What you need to do: Produce as output only the lines below starting at the line with "pub(crate) fn op_swl(&mut" and continuing through the line with "pub(crate) fn op_sc(&mut", each one exactly as written.
------ Given information ------
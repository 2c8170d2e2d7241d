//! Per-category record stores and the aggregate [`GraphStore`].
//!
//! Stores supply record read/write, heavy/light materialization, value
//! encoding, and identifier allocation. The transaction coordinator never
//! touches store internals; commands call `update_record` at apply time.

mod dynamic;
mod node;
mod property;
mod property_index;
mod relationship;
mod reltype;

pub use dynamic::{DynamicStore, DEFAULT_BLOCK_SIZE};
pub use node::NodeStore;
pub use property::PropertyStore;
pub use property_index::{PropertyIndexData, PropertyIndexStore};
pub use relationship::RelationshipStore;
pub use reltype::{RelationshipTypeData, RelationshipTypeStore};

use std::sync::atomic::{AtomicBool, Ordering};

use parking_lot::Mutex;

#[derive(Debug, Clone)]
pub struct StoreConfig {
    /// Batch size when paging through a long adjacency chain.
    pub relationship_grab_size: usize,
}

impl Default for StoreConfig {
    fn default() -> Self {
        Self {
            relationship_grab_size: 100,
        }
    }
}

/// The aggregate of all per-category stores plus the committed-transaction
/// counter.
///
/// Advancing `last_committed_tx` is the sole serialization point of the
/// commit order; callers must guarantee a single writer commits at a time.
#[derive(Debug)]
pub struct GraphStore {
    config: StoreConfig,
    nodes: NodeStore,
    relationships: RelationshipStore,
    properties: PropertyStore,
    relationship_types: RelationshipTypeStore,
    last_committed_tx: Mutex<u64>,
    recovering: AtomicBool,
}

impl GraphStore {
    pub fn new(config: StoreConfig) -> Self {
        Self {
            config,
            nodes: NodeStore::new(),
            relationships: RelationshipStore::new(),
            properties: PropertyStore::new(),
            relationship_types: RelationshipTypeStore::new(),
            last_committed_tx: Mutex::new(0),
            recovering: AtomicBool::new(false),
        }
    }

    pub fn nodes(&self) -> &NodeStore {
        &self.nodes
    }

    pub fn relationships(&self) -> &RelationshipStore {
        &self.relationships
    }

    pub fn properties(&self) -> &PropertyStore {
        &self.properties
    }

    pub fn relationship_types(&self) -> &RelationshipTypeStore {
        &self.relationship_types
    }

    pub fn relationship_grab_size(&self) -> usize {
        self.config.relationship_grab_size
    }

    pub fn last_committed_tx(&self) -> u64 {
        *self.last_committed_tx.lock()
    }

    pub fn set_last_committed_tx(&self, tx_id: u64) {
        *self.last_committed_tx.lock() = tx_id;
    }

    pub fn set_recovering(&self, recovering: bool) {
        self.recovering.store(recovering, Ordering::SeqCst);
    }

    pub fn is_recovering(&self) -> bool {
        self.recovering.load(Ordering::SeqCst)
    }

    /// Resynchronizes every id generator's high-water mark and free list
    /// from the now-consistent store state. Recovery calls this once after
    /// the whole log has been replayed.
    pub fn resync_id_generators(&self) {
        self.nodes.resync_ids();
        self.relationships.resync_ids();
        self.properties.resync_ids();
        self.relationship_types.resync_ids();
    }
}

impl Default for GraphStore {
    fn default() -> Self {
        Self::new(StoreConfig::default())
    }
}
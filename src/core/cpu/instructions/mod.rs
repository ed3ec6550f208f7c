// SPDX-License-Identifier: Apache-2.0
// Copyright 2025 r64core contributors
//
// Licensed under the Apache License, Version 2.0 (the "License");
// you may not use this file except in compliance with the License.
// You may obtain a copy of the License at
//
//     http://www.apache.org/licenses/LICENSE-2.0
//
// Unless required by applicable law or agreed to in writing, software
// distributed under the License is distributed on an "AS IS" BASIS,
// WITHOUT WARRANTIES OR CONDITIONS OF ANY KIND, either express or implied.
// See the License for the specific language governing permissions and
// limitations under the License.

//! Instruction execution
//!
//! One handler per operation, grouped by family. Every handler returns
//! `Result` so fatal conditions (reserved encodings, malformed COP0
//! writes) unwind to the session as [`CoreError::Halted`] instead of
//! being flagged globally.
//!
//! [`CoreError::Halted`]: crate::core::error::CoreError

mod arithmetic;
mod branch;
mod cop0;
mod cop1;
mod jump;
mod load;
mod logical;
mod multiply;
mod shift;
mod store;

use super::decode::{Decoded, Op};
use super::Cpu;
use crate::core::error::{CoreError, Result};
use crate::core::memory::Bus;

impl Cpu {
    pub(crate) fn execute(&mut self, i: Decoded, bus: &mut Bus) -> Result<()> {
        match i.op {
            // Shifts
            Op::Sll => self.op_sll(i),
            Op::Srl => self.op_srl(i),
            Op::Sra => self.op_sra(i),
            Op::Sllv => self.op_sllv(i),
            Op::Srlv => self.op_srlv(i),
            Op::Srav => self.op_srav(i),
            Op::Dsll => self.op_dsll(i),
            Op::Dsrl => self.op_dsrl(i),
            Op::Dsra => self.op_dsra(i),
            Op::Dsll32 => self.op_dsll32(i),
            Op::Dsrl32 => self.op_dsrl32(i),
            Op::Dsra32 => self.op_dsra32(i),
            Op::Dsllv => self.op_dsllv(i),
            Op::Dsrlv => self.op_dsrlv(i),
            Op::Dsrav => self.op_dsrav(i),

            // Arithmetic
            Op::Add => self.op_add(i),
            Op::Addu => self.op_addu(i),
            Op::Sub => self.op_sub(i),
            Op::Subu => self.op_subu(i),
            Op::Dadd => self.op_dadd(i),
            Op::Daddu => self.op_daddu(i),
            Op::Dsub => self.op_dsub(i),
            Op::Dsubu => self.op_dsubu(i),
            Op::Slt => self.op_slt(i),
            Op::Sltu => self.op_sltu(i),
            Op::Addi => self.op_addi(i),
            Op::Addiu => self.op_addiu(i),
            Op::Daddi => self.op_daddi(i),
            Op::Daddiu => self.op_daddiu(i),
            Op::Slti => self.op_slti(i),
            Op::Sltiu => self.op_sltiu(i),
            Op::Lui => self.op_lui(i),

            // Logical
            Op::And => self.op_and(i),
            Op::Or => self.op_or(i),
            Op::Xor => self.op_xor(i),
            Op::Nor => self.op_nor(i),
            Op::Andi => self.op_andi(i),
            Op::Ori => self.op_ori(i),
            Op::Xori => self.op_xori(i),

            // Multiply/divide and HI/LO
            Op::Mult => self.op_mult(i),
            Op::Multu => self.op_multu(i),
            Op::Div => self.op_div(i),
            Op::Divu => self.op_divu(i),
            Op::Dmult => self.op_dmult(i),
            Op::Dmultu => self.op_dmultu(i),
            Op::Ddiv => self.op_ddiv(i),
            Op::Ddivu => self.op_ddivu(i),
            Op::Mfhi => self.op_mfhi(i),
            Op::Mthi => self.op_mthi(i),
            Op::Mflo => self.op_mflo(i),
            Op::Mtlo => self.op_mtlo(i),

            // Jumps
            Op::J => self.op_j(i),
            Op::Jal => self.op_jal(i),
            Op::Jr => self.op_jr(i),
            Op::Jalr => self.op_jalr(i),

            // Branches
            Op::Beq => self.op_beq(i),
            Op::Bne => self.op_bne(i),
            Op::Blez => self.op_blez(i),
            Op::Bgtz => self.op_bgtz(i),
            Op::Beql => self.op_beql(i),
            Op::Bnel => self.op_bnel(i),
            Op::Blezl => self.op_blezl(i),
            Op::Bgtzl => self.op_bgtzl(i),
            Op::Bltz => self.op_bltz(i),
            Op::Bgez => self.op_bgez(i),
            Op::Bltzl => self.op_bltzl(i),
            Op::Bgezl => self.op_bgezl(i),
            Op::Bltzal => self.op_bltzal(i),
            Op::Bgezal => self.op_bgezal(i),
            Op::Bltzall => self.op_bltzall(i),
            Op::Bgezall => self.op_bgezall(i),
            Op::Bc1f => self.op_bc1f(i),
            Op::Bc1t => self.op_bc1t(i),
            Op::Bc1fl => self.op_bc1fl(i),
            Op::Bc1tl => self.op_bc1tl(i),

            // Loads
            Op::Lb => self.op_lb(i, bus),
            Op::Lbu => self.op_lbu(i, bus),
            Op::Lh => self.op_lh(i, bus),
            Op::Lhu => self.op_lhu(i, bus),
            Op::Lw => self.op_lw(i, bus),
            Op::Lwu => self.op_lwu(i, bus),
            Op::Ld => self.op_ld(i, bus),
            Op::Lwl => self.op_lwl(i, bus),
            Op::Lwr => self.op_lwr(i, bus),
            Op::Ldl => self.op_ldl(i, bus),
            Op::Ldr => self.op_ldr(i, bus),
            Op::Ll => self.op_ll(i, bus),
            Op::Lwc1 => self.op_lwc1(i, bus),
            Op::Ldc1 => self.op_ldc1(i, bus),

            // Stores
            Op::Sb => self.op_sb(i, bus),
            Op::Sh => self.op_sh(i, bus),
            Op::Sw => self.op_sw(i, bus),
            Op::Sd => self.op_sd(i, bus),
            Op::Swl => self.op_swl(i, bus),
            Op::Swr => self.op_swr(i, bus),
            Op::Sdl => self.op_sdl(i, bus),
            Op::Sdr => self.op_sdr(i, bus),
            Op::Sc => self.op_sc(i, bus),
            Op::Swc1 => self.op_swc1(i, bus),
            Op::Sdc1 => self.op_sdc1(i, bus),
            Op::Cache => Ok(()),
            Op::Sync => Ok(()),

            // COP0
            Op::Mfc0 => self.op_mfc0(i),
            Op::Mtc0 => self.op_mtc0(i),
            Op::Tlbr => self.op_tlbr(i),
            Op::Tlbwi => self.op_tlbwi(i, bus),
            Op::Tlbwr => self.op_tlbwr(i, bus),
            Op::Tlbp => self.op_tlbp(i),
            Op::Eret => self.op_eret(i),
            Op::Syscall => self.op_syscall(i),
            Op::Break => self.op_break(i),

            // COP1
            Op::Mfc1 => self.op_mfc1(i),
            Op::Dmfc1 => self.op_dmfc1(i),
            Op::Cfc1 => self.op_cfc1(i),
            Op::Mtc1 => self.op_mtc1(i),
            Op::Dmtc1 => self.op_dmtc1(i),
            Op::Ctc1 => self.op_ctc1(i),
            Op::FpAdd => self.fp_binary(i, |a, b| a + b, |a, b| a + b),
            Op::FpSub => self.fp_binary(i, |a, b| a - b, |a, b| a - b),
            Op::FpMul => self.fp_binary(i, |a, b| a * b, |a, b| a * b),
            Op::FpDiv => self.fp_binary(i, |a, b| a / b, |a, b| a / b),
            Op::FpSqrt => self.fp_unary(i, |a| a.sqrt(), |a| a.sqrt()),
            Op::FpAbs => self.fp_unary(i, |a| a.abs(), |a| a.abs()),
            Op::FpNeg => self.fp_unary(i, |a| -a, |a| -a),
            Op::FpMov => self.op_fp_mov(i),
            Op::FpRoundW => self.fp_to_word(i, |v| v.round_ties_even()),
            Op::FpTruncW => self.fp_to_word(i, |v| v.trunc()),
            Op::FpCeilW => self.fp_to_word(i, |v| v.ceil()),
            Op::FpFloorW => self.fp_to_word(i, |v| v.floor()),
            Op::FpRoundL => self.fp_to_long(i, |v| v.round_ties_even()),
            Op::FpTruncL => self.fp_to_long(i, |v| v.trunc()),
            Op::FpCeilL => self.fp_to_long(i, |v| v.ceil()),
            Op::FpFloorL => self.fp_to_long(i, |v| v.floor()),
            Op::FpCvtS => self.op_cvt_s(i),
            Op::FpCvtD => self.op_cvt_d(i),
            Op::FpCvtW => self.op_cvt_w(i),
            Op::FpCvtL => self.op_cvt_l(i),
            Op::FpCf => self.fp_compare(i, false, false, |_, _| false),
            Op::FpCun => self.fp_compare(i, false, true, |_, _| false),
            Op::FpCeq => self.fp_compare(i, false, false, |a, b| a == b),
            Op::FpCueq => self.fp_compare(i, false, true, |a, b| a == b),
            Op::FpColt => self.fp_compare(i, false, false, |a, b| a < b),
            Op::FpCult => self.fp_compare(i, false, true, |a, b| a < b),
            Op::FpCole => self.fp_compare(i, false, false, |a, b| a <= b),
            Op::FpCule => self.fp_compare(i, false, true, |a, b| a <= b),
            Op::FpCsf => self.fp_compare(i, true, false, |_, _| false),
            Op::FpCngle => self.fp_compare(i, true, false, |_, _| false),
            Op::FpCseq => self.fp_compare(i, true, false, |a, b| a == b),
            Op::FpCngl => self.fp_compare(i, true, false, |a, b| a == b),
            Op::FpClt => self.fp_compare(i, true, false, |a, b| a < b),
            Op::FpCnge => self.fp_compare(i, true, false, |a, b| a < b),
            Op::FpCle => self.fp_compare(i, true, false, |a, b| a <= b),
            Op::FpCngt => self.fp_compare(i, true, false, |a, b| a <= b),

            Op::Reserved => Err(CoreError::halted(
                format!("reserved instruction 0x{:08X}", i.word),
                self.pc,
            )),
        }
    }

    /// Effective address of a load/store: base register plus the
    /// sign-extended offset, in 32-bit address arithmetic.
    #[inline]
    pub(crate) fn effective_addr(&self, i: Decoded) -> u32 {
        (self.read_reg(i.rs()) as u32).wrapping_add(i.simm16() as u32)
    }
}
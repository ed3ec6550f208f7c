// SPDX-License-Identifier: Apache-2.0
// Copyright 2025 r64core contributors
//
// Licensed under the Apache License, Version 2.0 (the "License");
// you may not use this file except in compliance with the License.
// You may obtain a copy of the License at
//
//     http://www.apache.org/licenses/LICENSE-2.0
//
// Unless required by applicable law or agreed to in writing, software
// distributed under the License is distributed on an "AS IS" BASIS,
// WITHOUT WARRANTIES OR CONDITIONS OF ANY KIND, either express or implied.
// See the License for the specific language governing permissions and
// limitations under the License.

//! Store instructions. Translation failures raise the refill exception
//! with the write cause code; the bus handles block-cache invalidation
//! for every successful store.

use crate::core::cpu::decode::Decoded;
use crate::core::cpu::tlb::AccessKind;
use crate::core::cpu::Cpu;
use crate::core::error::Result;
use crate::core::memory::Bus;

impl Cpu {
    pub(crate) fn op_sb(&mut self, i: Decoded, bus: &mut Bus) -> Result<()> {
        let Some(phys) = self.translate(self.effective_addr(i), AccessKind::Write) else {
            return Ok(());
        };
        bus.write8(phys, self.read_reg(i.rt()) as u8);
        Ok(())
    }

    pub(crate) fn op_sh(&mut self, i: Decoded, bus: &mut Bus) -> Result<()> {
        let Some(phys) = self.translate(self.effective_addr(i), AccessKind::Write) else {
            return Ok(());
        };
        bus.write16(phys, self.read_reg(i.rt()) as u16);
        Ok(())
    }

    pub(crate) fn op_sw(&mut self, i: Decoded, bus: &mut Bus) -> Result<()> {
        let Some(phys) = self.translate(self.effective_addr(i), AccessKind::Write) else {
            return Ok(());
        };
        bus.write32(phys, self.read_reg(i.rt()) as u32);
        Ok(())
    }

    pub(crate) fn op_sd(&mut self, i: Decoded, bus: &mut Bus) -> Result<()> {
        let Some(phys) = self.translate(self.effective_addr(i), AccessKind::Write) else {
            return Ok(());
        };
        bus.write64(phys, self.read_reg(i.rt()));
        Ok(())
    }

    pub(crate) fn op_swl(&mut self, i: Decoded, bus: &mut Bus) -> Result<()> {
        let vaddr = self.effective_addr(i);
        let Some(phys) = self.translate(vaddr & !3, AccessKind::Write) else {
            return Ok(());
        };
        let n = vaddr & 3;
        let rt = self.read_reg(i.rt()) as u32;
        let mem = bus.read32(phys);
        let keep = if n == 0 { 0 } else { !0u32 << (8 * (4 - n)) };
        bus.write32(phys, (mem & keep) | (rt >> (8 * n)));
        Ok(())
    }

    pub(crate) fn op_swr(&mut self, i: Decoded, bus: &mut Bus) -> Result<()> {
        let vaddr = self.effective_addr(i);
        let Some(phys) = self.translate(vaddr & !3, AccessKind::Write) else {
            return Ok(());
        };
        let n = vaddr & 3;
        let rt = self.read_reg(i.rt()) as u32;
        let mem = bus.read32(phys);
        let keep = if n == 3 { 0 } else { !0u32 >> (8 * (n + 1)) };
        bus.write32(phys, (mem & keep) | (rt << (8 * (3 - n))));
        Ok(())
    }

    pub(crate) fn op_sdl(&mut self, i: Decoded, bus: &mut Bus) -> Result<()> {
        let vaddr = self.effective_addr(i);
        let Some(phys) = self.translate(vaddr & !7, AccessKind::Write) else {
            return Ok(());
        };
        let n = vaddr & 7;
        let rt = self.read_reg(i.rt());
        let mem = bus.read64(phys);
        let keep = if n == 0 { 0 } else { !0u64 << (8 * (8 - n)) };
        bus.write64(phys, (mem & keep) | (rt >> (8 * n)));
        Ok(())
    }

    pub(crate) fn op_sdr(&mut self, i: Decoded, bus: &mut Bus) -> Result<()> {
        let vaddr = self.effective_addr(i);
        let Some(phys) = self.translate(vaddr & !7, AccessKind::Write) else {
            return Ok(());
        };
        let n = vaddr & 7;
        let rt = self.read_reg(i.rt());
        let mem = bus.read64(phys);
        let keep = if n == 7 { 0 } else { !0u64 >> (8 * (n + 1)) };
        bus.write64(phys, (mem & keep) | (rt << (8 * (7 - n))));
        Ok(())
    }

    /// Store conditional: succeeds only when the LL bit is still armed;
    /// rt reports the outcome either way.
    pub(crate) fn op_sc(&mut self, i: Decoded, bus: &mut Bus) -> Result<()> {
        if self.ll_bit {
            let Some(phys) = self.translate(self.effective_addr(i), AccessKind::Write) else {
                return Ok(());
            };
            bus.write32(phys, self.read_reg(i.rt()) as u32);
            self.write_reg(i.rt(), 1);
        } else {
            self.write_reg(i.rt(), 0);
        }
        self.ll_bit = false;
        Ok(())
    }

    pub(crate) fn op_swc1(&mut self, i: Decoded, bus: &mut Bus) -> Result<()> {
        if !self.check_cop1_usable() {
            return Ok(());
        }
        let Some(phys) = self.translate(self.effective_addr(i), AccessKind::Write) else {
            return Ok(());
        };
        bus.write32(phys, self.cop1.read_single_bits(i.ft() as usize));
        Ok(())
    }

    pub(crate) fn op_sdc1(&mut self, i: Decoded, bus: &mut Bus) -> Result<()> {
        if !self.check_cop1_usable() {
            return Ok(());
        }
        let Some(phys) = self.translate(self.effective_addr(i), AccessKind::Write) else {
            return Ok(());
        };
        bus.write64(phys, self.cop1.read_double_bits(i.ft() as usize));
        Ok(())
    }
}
------
Problem solution:
    pub(crate) fn op_swl(&mut self, i: Decoded, bus: &mut Bus) -> Result<()> {
        let vaddr = self.effective_addr(i);
        let Some(phys) = self.translate(vaddr & !3, AccessKind::Write) else {
            return Ok(());
        };
        let n = vaddr & 3;
        let rt = self.read_reg(i.rt()) as u32;
        let mem = bus.read32(phys);
        let keep = if n == 0 { 0 } else { !0u32 << (8 * (4 - n)) };
        bus.write32(phys, (mem & keep) | (rt >> (8 * n)));
        Ok(())
    }

    pub(crate) fn op_swr(&mut self, i: Decoded, bus: &mut Bus) -> Result<()> {
        let vaddr = self.effective_addr(i);
        let Some(phys) = self.translate(vaddr & !3, AccessKind::Write) else {
            return Ok(());
        };
        let n = vaddr & 3;
        let rt = self.read_reg(i.rt()) as u32;
        let mem = bus.read32(phys);
        let keep = if n == 3 { 0 } else { !0u32 >> (8 * (n + 1)) };
        bus.write32(phys, (mem & keep) | (rt << (8 * (3 - n))));
        Ok(())
    }

    pub(crate) fn op_sdl(&mut self, i: Decoded, bus: &mut Bus) -> Result<()> {
        let vaddr = self.effective_addr(i);
        let Some(phys) = self.translate(vaddr & !7, AccessKind::Write) else {
            return Ok(());
        };
        let n = vaddr & 7;
        let rt = self.read_reg(i.rt());
        let mem = bus.read64(phys);
        let keep = if n == 0 { 0 } else { !0u64 << (8 * (8 - n)) };
        bus.write64(phys, (mem & keep) | (rt >> (8 * n)));
        Ok(())
    }

    pub(crate) fn op_sdr(&mut self, i: Decoded, bus: &mut Bus) -> Result<()> {
        let vaddr = self.effective_addr(i);
        let Some(phys) = self.translate(vaddr & !7, AccessKind::Write) else {
            return Ok(());
        };
        let n = vaddr & 7;
        let rt = self.read_reg(i.rt());
        let mem = bus.read64(phys);
        let keep = if n == 7 { 0 } else { !0u64 >> (8 * (n + 1)) };
        bus.write64(phys, (mem & keep) | (rt << (8 * (7 - n))));
        Ok(())
    }

    /// Store conditional: succeeds only when the LL bit is still armed;
    /// rt reports the outcome either way.
    pub(crate) fn op_sc(&mut self, i: Decoded, bus: &mut Bus) -> Result<()> {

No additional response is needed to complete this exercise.